Once you reach the line holding "impl fmt::Display for", write out that line and every later one exactly, ending with the last line of the data; write nothing else.

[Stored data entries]
>>>

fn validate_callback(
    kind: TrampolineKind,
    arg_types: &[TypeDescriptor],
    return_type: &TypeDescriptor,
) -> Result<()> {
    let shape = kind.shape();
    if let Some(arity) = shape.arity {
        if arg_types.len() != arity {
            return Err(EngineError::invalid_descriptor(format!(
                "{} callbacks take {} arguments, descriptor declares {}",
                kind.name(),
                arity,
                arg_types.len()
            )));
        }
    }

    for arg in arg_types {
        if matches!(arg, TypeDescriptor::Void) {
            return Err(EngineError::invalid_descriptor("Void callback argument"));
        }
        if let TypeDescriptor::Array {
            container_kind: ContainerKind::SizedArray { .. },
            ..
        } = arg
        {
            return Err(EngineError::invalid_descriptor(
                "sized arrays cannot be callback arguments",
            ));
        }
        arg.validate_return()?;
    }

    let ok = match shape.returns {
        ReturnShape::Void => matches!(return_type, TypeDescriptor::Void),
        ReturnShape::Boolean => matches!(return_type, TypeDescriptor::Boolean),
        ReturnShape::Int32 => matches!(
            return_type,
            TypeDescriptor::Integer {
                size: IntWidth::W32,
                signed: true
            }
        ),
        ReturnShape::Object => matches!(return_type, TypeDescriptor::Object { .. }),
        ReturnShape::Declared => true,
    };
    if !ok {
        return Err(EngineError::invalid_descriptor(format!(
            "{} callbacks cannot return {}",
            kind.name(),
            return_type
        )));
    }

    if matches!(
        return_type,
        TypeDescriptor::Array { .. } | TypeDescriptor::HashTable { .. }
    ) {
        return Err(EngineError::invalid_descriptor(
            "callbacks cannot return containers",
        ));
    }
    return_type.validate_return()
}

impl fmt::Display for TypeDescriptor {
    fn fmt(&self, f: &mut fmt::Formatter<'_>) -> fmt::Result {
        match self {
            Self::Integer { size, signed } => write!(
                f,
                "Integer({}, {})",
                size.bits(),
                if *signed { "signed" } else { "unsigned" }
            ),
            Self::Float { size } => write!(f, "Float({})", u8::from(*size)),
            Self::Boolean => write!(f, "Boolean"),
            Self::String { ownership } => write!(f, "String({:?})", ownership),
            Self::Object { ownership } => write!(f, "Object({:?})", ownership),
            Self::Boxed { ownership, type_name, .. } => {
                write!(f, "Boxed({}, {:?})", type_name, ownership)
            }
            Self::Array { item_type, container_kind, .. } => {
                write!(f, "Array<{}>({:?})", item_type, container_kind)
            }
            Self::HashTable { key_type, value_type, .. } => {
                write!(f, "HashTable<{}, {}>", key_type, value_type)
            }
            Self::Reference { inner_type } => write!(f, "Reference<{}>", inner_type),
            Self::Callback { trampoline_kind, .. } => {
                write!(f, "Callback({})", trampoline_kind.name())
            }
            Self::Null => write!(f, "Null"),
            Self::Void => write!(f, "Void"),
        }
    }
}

<<<

THE COMPLETED TASK ::
impl fmt::Display for TypeDescriptor {
    fn fmt(&self, f: &mut fmt::Formatter<'_>) -> fmt::Result {
        match self {
            Self::Integer { size, signed } => write!(
                f,
                "Integer({}, {})",
                size.bits(),
                if *signed { "signed" } else { "unsigned" }
            ),
            Self::Float { size } => write!(f, "Float({})", u8::from(*size)),
            Self::Boolean => write!(f, "Boolean"),
            Self::String { ownership } => write!(f, "String({:?})", ownership),
            Self::Object { ownership } => write!(f, "Object({:?})", ownership),
            Self::Boxed { ownership, type_name, .. } => {
                write!(f, "Boxed({}, {:?})", type_name, ownership)
            }
            Self::Array { item_type, container_kind, .. } => {
                write!(f, "Array<{}>({:?})", item_type, container_kind)
            }
            Self::HashTable { key_type, value_type, .. } => {
                write!(f, "HashTable<{}, {}>", key_type, value_type)
            }
            Self::Reference { inner_type } => write!(f, "Reference<{}>", inner_type),
            Self::Callback { trampoline_kind, .. } => {
                write!(f, "Callback({})", trampoline_kind.name())
            }
            Self::Null => write!(f, "Null"),
            Self::Void => write!(f, "Void"),
        }
    }
}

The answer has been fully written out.